I shut my eyes tight. Yeah, I’ve earned her hatred fair and square.

“No,” I admit. “I suppose it was a thousand times worse. I know full well that I’ve screwed up big time.”

But realizing my mistake doesn’t erase from my mind the look on Maika’s face when she hung up the phone in the crew mess hall. It doesn’t erase the tremor in her voice. Nor does it erase the exact moment she set the record straight with me.

“Damn it, I’ve stumbled over the same stone again.”

“Well, you have to admit that’s been a trait of yours your whole life.”

I give him a jab in the ribs.

“You’re not helping me one bit, seriously.”

We start walking along the cobblestones again. My lemon ice cream has decided to melt away, and a sticky, liquid trail runs down my finger. I wipe it off reluctantly with a crumpled paper napkin.

“I’ve spent the last few years seething and blaming her for what happened on our last contract together. Hating her for not standing up for me.”

Gonzalo listens to me without interrupting, matching his stride to mine.

“And now that I know what’s behind it all, I understand why she did it. She was terrified of being thrown out onto the street, of not having a penny for the nursing home, of letting down the only person she has left in this world. And now…”

“Now she feels exactly the same way: that you’ve stripped her of the right to make decisions about her own life,” Gonzalo concludes.

I nod silently. The gaping hole in my chest expands another foot.

“Yes. Exactly that.”

We slump onto a stone bench in the shade of some centuries-old trees, near the church square. Gonzalo tosses the empty ice cream cone into a trash can and shakes his hands.

“I’m in love with her,” I blurt out without further ado. “I love her madly, Gonzalo. Much more than I ever thought it was possible to love anyone.”

This time, thank goodness, my friend keeps his jokes to himself.

“I know.”

“I don’t even know when things got out of hand.”

“Well, I do,” he smiles sweetly. “It got out of hand the day she managed to make you laugh out loud when you were trying with all your might to hate her. Or maybe even before that. When she showed you that you could run an entertainment department in absolute chaos and still have the passengers adore her.”

I swallow, feeling the sun’s warmth on my arms.

“I’m scared, Gonzalo.”

“Of loving her?”

“Of caring more about her than my job on land, than my five-year plans, and than everything I had written down in my goal journal.”

Gonzalo stands very still beside me, looking at me from the side.

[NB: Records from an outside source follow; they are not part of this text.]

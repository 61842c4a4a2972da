//! Agenda create/update/delete use-cases for presentation layers.
//!
//! # Responsibility
//! - Validate user input before any item is constructed.
//! - Allocate ids and persist through the matching store.
//! - Turn failures into messages fit for end users.
//!
//! # Invariants
//! - Titles are non-blank; kind-specific fields are present.
//! - Blank groups are stored as `None`.
//! - Id allocation and the write that consumes it happen under one
//!   `&mut self` borrow, so one service instance never hands out an id twice.

use crate::model::agenda::{
    AgendaId, AgendaItem, AgendaKind, OneOffItem, RecurringItem, TaskItem,
};
use crate::model::priority::Priority;
use crate::repo::item_store::{ItemStore, RepoError};
use crate::service::scheduler::Scheduler;
use chrono::{NaiveDate, NaiveTime, Weekday};
use log::{info, warn};
use std::error::Error;
use std::fmt::{Display, Formatter};

/// Input rejected before persistence.
#[derive(Debug, Clone, Copy, PartialEq, Eq)]
pub enum DraftValidationError {
    EmptyTitle,
    MissingDueDate,
    MissingSpecialSchedule,
    MissingRegularSchedule,
}

impl Display for DraftValidationError {
    fn fmt(&self, f: &mut Formatter<'_>) -> std::fmt::Result {
        match self {
            Self::EmptyTitle => write!(f, "title cannot be empty"),
            Self::MissingDueDate => write!(f, "due date is required for a task"),
            Self::MissingSpecialSchedule => {
                write!(f, "date and time are required for a special agenda")
            }
            Self::MissingRegularSchedule => {
                write!(f, "weekday and time are required for a regular agenda")
            }
        }
    }
}

impl Error for DraftValidationError {}

/// Service error for agenda use-cases.
#[derive(Debug)]
pub enum AgendaServiceError {
    Validation(DraftValidationError),
    /// Target agenda does not exist.
    NotFound(AgendaId),
    /// Update would move an item to a different kind.
    KindChanged {
        id: AgendaId,
        stored: AgendaKind,
        requested: AgendaKind,
    },
    /// Every id in the shared namespace is taken.
    IdSpaceExhausted,
    /// Persistence-layer failure.
    Repo(RepoError),
}

impl Display for AgendaServiceError {
    fn fmt(&self, f: &mut Formatter<'_>) -> std::fmt::Result {
        match self {
            Self::Validation(err) => write!(f, "{err}"),
            Self::NotFound(id) => write!(f, "agenda not found: {id}"),
            Self::KindChanged {
                id,
                stored,
                requested,
            } => write!(
                f,
                "agenda {id} is a {stored} agenda and cannot become a {requested} agenda"
            ),
            Self::IdSpaceExhausted => write!(f, "no agenda ids left to allocate"),
            Self::Repo(err) => write!(f, "failed to save agenda: {err}"),
        }
    }
}

impl Error for AgendaServiceError {
    fn source(&self) -> Option<&(dyn Error + 'static)> {
        match self {
            Self::Validation(err) => Some(err),
            Self::Repo(err) => Some(err),
            _ => None,
        }
    }
}

impl From<DraftValidationError> for AgendaServiceError {
    fn from(value: DraftValidationError) -> Self {
        Self::Validation(value)
    }
}

impl From<RepoError> for AgendaServiceError {
    fn from(value: RepoError) -> Self {
        Self::Repo(value)
    }
}

/// Unvalidated agenda input as collected by a form or command line.
#[derive(Debug, Clone, PartialEq, Eq)]
pub struct AgendaDraft {
    pub kind: AgendaKind,
    pub title: String,
    /// Defaults to the kind label when blank.
    pub category: Option<String>,
    pub group: Option<String>,
    pub notes: Option<String>,
    /// Task due date.
    pub due_date: Option<NaiveDate>,
    /// Task priority; `Medium` when unset.
    pub priority: Option<Priority>,
    /// Special agenda date.
    pub date: Option<NaiveDate>,
    /// Regular agenda weekday.
    pub weekday: Option<Weekday>,
    /// Time of day for regular and special agendas.
    pub time_of_day: Option<NaiveTime>,
}

impl AgendaDraft {
    pub fn new(kind: AgendaKind, title: impl Into<String>) -> Self {
        Self {
            kind,
            title: title.into(),
            category: None,
            group: None,
            notes: None,
            due_date: None,
            priority: None,
            date: None,
            weekday: None,
            time_of_day: None,
        }
    }

    pub fn task(title: impl Into<String>, due_date: NaiveDate) -> Self {
        Self {
            due_date: Some(due_date),
            ..Self::new(AgendaKind::Task, title)
        }
    }

    pub fn special(title: impl Into<String>, date: NaiveDate, time_of_day: NaiveTime) -> Self {
        Self {
            date: Some(date),
            time_of_day: Some(time_of_day),
            ..Self::new(AgendaKind::Special, title)
        }
    }

    pub fn regular(title: impl Into<String>, weekday: Weekday, time_of_day: NaiveTime) -> Self {
        Self {
            weekday: Some(weekday),
            time_of_day: Some(time_of_day),
            ..Self::new(AgendaKind::Regular, title)
        }
    }

    pub fn with_priority(mut self, priority: Priority) -> Self {
        self.priority = Some(priority);
        self
    }

    pub fn with_category(mut self, category: impl Into<String>) -> Self {
        self.category = Some(category.into());
        self
    }

    pub fn with_group(mut self, group: impl Into<String>) -> Self {
        self.group = Some(group.into());
        self
    }

    pub fn with_notes(mut self, notes: impl Into<String>) -> Self {
        self.notes = Some(notes.into());
        self
    }

    /// Checks the draft without allocating an id.
    pub fn validate(&self) -> Result<(), DraftValidationError> {
        if self.title.trim().is_empty() {
            return Err(DraftValidationError::EmptyTitle);
        }
        match self.kind {
            AgendaKind::Task if self.due_date.is_none() => {
                Err(DraftValidationError::MissingDueDate)
            }
            AgendaKind::Special if self.date.is_none() || self.time_of_day.is_none() => {
                Err(DraftValidationError::MissingSpecialSchedule)
            }
            AgendaKind::Regular if self.weekday.is_none() || self.time_of_day.is_none() => {
                Err(DraftValidationError::MissingRegularSchedule)
            }
            _ => Ok(()),
        }
    }

    /// Validates and builds the item under `id`.
    pub fn into_item(self, id: AgendaId) -> Result<AgendaItem, DraftValidationError> {
        self.validate()?;

        let category = self
            .category
            .filter(|value| !value.trim().is_empty())
            .unwrap_or_else(|| self.kind.label().to_string());
        let group = self
            .group
            .map(|value| value.trim().to_string())
            .filter(|value| !value.is_empty());
        let title = self.title;
        let notes = self.notes;

        let item = match self.kind {
            AgendaKind::Task => AgendaItem::Task(TaskItem {
                id,
                title,
                category,
                group,
                notes,
                due_date: self.due_date.ok_or(DraftValidationError::MissingDueDate)?,
                priority: self.priority.unwrap_or_default(),
            }),
            AgendaKind::Special => AgendaItem::Special(OneOffItem {
                id,
                title,
                category,
                group,
                notes,
                date: self
                    .date
                    .ok_or(DraftValidationError::MissingSpecialSchedule)?,
                time_of_day: self
                    .time_of_day
                    .ok_or(DraftValidationError::MissingSpecialSchedule)?,
            }),
            AgendaKind::Regular => AgendaItem::Regular(RecurringItem {
                id,
                title,
                category,
                group,
                notes,
                weekday: self
                    .weekday
                    .ok_or(DraftValidationError::MissingRegularSchedule)?,
                time_of_day: self
                    .time_of_day
                    .ok_or(DraftValidationError::MissingRegularSchedule)?,
            }),
        };
        Ok(item)
    }
}

/// Agenda write facade over a scheduler context.
pub struct AgendaService<R, S, T> {
    scheduler: Scheduler<R, S, T>,
}

impl<R, S, T> AgendaService<R, S, T>
where
    R: ItemStore<RecurringItem>,
    S: ItemStore<OneOffItem>,
    T: ItemStore<TaskItem>,
{
    pub fn new(scheduler: Scheduler<R, S, T>) -> Self {
        Self { scheduler }
    }

    /// Read access for views (week, day, upcoming, counts).
    pub fn scheduler(&self) -> &Scheduler<R, S, T> {
        &self.scheduler
    }

    pub fn into_scheduler(self) -> Scheduler<R, S, T> {
        self.scheduler
    }

    /// Validates `draft`, assigns the next free id and persists the item.
    pub fn create(&mut self, draft: AgendaDraft) -> Result<AgendaItem, AgendaServiceError> {
        let kind = draft.kind;
        if let Err(err) = draft.validate() {
            warn!("event=agenda_create module=service status=rejected kind={kind} reason={err:?}");
            return Err(err.into());
        }

        let id = self
            .scheduler
            .next_id()?
            .ok_or(AgendaServiceError::IdSpaceExhausted)?;
        let item = draft.into_item(id)?;
        self.persist(&item, "agenda_create")?;
        Ok(item)
    }

    /// Replaces the stored item `id` with `draft`, keeping its id and kind.
    pub fn update(
        &mut self,
        id: AgendaId,
        draft: AgendaDraft,
    ) -> Result<AgendaItem, AgendaServiceError> {
        let stored = self
            .scheduler
            .find_by_id(id)
            .ok_or(AgendaServiceError::NotFound(id))?;
        if stored.kind() != draft.kind {
            return Err(AgendaServiceError::KindChanged {
                id,
                stored: stored.kind(),
                requested: draft.kind,
            });
        }

        let item = draft.into_item(id)?;
        self.persist(&item, "agenda_update")?;
        Ok(item)
    }

    /// Deletes `id` from whichever store holds it.
    ///
    /// Returns the removed item, or `None` when nothing had that id.
    pub fn delete(&mut self, id: AgendaId) -> Result<Option<AgendaItem>, AgendaServiceError> {
        let Some(stored) = self.scheduler.find_by_id(id) else {
            return Ok(None);
        };
        self.scheduler.delete_by_id(stored.kind(), id)?;
        info!(
            "event=agenda_delete module=service status=ok kind={} id={id}",
            stored.kind()
        );
        Ok(Some(stored))
    }

    fn persist(&self, item: &AgendaItem, event: &str) -> Result<(), AgendaServiceError> {
        match self.scheduler.save(item) {
            Ok(()) => {
                info!(
                    "event={event} module=service status=ok kind={} id={}",
                    item.kind(),
                    item.id()
                );
                Ok(())
            }
            Err(err) => {
                warn!(
                    "event={event} module=service status=error kind={} id={} error={err}",
                    item.kind(),
                    item.id()
                );
                Err(err.into())
            }
        }
    }
}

“And do you really care more about her?”

Now that I have the damn management contract in my hand.

Now that I have the office waiting for me.

Now that I have everything I ever dreamed of…

I know for sure that I’d give up the whole office and my future in exchange for Maika looking at me again with that playful twinkle in her eyes and calling me “officer.”

“Yes,” I reply, with absolute certainty. “She matters to me so much more. I don’t care about anything else if she’s not here.”

Gonzalo lets out a whistle, and I close my eyes.

“How ironic, right? Spending my life searching for solid ground only to discover that my only solid ground was a beautiful woman, with beautiful eyes and a killer walk.”

“There’s nothing ironic about it,” he says, giving me a playful shove. “And coming from you, who looked like a shipping company robot, it’s a historic scientific breakthrough.”

I let out a laugh.

“You’re an idiot.”

“But I’m right, as usual,” Gonzalo says, a smile playing on his lips.

I lean on his shoulder and sigh.

“The only thing I can tell you is that I’m absolutely certain Maika loves with all her heart, full throttle and no brakes. As soon as she gets over it, she’ll listen to you.”

“Since when have you become the love guru, if I may ask?”

“Ever since my favorite girls decided to turn a cruise into a romance novel.”

I smile despite the knot in my stomach.

“Well, I hope you’re right.”

“Be patient. She’ll forgive you. And when she does, you’ll be ten times better off than before. Because this time, you both know exactly how much it hurts to lose each other on the high seas.”

For the first time in five days, I see a glimmer of light at the end of the tunnel. Maika deserves for me to swim across the ocean if I have to in order to win her back. And I’m willing to give it my all.